What this task involves
Every entry must be output exactly as it is written.

─── Records supplied

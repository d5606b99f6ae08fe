//! API envelope types shared by every HTTP surface

use chrono::{DateTime, Utc};
use serde::{Deserialize, Serialize};

/// Standard error envelope: `{ "error": "..." }`
#[derive(Debug, Clone, PartialEq, Serialize, Deserialize)]
pub struct ErrorResponse {
    pub error: String,
}

impl ErrorResponse {
    pub fn new(message: impl Into<String>) -> Self {
        Self {
            error: message.into(),
        }
    }
}

#[derive(Debug, Clone, Serialize, Deserialize)]
#[serde(rename_all = "camelCase")]
pub struct HealthStatus {
    pub status: String,
    pub service: String,
    pub version: String,
    pub timestamp: DateTime<Utc>,
    pub text_model: String,
    pub image_model: String,
    pub credentials_configured: bool,
}
use super::{not_blank, recover, ContentFlows};
use crate::error::Result;
use crate::prompts;

use serde::{Deserialize, Serialize};
use serde_json::json;
use tracing::info;
use validator::Validate;

/// Rewrite operations on existing content
#[derive(Debug, Clone, Copy, PartialEq, Eq, Default, Serialize, Deserialize)]
#[serde(rename_all = "camelCase")]
pub enum ImproveAction {
    Expand,
    #[default]
    Improve,
    Simplify,
    DepthBoost,
}

impl ImproveAction {
    fn template(&self) -> &'static str {
        match self {
            ImproveAction::Expand => prompts::EXPAND_CONTENT,
            ImproveAction::Improve => prompts::IMPROVE_CONTENT,
            ImproveAction::Simplify => prompts::SIMPLIFY_CONTENT,
            ImproveAction::DepthBoost => prompts::DEPTH_BOOST_CONTENT,
        }
    }

    fn verb(&self) -> &'static str {
        match self {
            ImproveAction::Expand => "expand",
            ImproveAction::Improve => "improve",
            ImproveAction::Simplify => "simplify",
            ImproveAction::DepthBoost => "deepen",
        }
    }
}

#[derive(Debug, Clone, Serialize, Deserialize, Validate)]
#[serde(rename_all = "camelCase")]
pub struct ImproveRequest {
    #[validate(custom = "not_blank")]
    pub content: String,
    #[serde(default)]
    pub action: ImproveAction,
    pub instructions: Option<String>,
}

#[derive(Debug, Deserialize)]
struct Rewritten {
    content: String,
}

/// Original content behind a notice that the rewrite did not happen
pub fn failure_notice(action: ImproveAction, content: &str) -> String {
    format!(
        "> **Note:** The AI could not {} this content, so the original text is shown unchanged.\n\n{}",
        action.verb(),
        content
    )
}

impl ContentFlows {
    /// Rewrite content. Falls back to the original with a notice.
    pub async fn improve_content(&self, request: &ImproveRequest) -> Result<String> {
        info!(action = ?request.action, "Rewriting {} characters", request.content.len());

        let result = self
            .run_structured::<Rewritten>(
                request.action.template(),
                json!({
                    "content": request.content,
                    "instructions": request.instructions,
                }),
            )
            .await
            .map(|rewritten| rewritten.content);

        recover(request.action.template(), result, || {
            failure_notice(request.action, &request.content)
        })
    }
}

#[cfg(test)]
mod tests {
    use super::*;
    use crate::flows::test_support::flows_with;
    use crate::providers::ScriptedTextGenerator;
    use pretty_assertions::assert_eq;
    use std::sync::Arc;

    fn request(action: ImproveAction) -> ImproveRequest {
        ImproveRequest {
            content: "Remote work is good.".to_string(),
            action,
            instructions: None,
        }
    }

    #[test]
    fn test_action_names() {
        let action: ImproveAction = serde_json::from_str("\"depthBoost\"").unwrap();
        assert_eq!(action, ImproveAction::DepthBoost);
    }

    #[tokio::test]
    async fn test_rewrite_uses_action_template() {
        let text = Arc::new(ScriptedTextGenerator::repeating(
            r#"{"content": "Remote work is simple."}"#,
        ));
        let flows = flows_with(text.clone());

        let content = flows
            .improve_content(&request(ImproveAction::Simplify))
            .await
            .unwrap();
        assert_eq!(content, "Remote work is simple.");
        assert!(text.prompts()[0].contains("plain language"));
    }

    #[tokio::test]
    async fn test_fallback_keeps_original() {
        for action in [
            ImproveAction::Expand,
            ImproveAction::Improve,
            ImproveAction::Simplify,
            ImproveAction::DepthBoost,
        ] {
            let flows = flows_with(Arc::new(ScriptedTextGenerator::repeating("not json")));
            let content = flows.improve_content(&request(action)).await.unwrap();
            assert_eq!(content, failure_notice(action, "Remote work is good."));
            assert!(content.ends_with("\n\nRemote work is good."));
        }
    }

    #[tokio::test]
    async fn test_fallback_on_upstream_failure() {
        let flows = flows_with(Arc::new(ScriptedTextGenerator::failing()));
        let content = flows
            .improve_content(&request(ImproveAction::Expand))
            .await
            .unwrap();
        assert!(content.starts_with("> **Note:** The AI could not expand"));
    }
}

──────

Result of the task
repository d5606b99f6ae08fe
//! API envelope types shared by every HTTP surface

use chrono::{DateTime, Utc};
use serde::{Deserialize, Serialize};

/// Standard error envelope: `{ "error": "..." }`
#[derive(Debug, Clone, PartialEq, Serialize, Deserialize)]
pub struct ErrorResponse {
    pub error: String,
}

impl ErrorResponse {
    pub fn new(message: impl Into<String>) -> Self {
        Self {
            error: message.into(),
        }
    }
}

#[derive(Debug, Clone, Serialize, Deserialize)]
#[serde(rename_all = "camelCase")]
pub struct HealthStatus {
    pub status: String,
    pub service: String,
    pub version: String,
    pub timestamp: DateTime<Utc>,
    pub text_model: String,
    pub image_model: String,
    pub credentials_configured: bool,
}
use super::{not_blank, recover, ContentFlows};
use crate::error::Result;
use crate::prompts;

use serde::{Deserialize, Serialize};
use serde_json::json;
use tracing::info;
use validator::Validate;

/// Rewrite operations on existing content
#[derive(Debug, Clone, Copy, PartialEq, Eq, Default, Serialize, Deserialize)]
#[serde(rename_all = "camelCase")]
pub enum ImproveAction {
    Expand,
    #[default]
    Improve,
    Simplify,
    DepthBoost,
}

impl ImproveAction {
    fn template(&self) -> &'static str {
        match self {
            ImproveAction::Expand => prompts::EXPAND_CONTENT,
            ImproveAction::Improve => prompts::IMPROVE_CONTENT,
            ImproveAction::Simplify => prompts::SIMPLIFY_CONTENT,
            ImproveAction::DepthBoost => prompts::DEPTH_BOOST_CONTENT,
        }
    }

    fn verb(&self) -> &'static str {
        match self {
            ImproveAction::Expand => "expand",
            ImproveAction::Improve => "improve",
            ImproveAction::Simplify => "simplify",
            ImproveAction::DepthBoost => "deepen",
        }
    }
}

#[derive(Debug, Clone, Serialize, Deserialize, Validate)]
#[serde(rename_all = "camelCase")]
pub struct ImproveRequest {
    #[validate(custom = "not_blank")]
    pub content: String,
    #[serde(default)]
    pub action: ImproveAction,
    pub instructions: Option<String>,
}

#[derive(Debug, Deserialize)]
struct Rewritten {
    content: String,
}

/// Original content behind a notice that the rewrite did not happen
pub fn failure_notice(action: ImproveAction, content: &str) -> String {
    format!(
        "> **Note:** The AI could not {} this content, so the original text is shown unchanged.\n\n{}",
        action.verb(),
        content
    )
}

impl ContentFlows {
    /// Rewrite content. Falls back to the original with a notice.
    pub async fn improve_content(&self, request: &ImproveRequest) -> Result<String> {
        info!(action = ?request.action, "Rewriting {} characters", request.content.len());

        let result = self
            .run_structured::<Rewritten>(
                request.action.template(),
                json!({
                    "content": request.content,
                    "instructions": request.instructions,
                }),
            )
            .await
            .map(|rewritten| rewritten.content);

        recover(request.action.template(), result, || {
            failure_notice(request.action, &request.content)
        })
    }
}

#[cfg(test)]
mod tests {
    use super::*;
    use crate::flows::test_support::flows_with;
    use crate::providers::ScriptedTextGenerator;
    use pretty_assertions::assert_eq;
    use std::sync::Arc;

    fn request(action: ImproveAction) -> ImproveRequest {
        ImproveRequest {
            content: "Remote work is good.".to_string(),
            action,
            instructions: None,
        }
    }

    #[test]
    fn test_action_names() {
        let action: ImproveAction = serde_json::from_str("\"depthBoost\"").unwrap();
        assert_eq!(action, ImproveAction::DepthBoost);
    }

    #[tokio::test]
    async fn test_rewrite_uses_action_template() {
        let text = Arc::new(ScriptedTextGenerator::repeating(
            r#"{"content": "Remote work is simple."}"#,
        ));
        let flows = flows_with(text.clone());

        let content = flows
            .improve_content(&request(ImproveAction::Simplify))
            .await
            .unwrap();
        assert_eq!(content, "Remote work is simple.");
        assert!(text.prompts()[0].contains("plain language"));
    }

    #[tokio::test]
    async fn test_fallback_keeps_original() {
        for action in [
            ImproveAction::Expand,
            ImproveAction::Improve,
            ImproveAction::Simplify,
            ImproveAction::DepthBoost,
        ] {
            let flows = flows_with(Arc::new(ScriptedTextGenerator::repeating("not json")));
            let content = flows.improve_content(&request(action)).await.unwrap();
            assert_eq!(content, failure_notice(action, "Remote work is good."));
            assert!(content.ends_with("\n\nRemote work is good."));
        }
    }

    #[tokio::test]
    async fn test_fallback_on_upstream_failure() {
        let flows = flows_with(Arc::new(ScriptedTextGenerator::failing()));
        let content = flows
            .improve_content(&request(ImproveAction::Expand))
            .await
            .unwrap();
        assert!(content.starts_with("> **Note:** The AI could not expand"));
    }
}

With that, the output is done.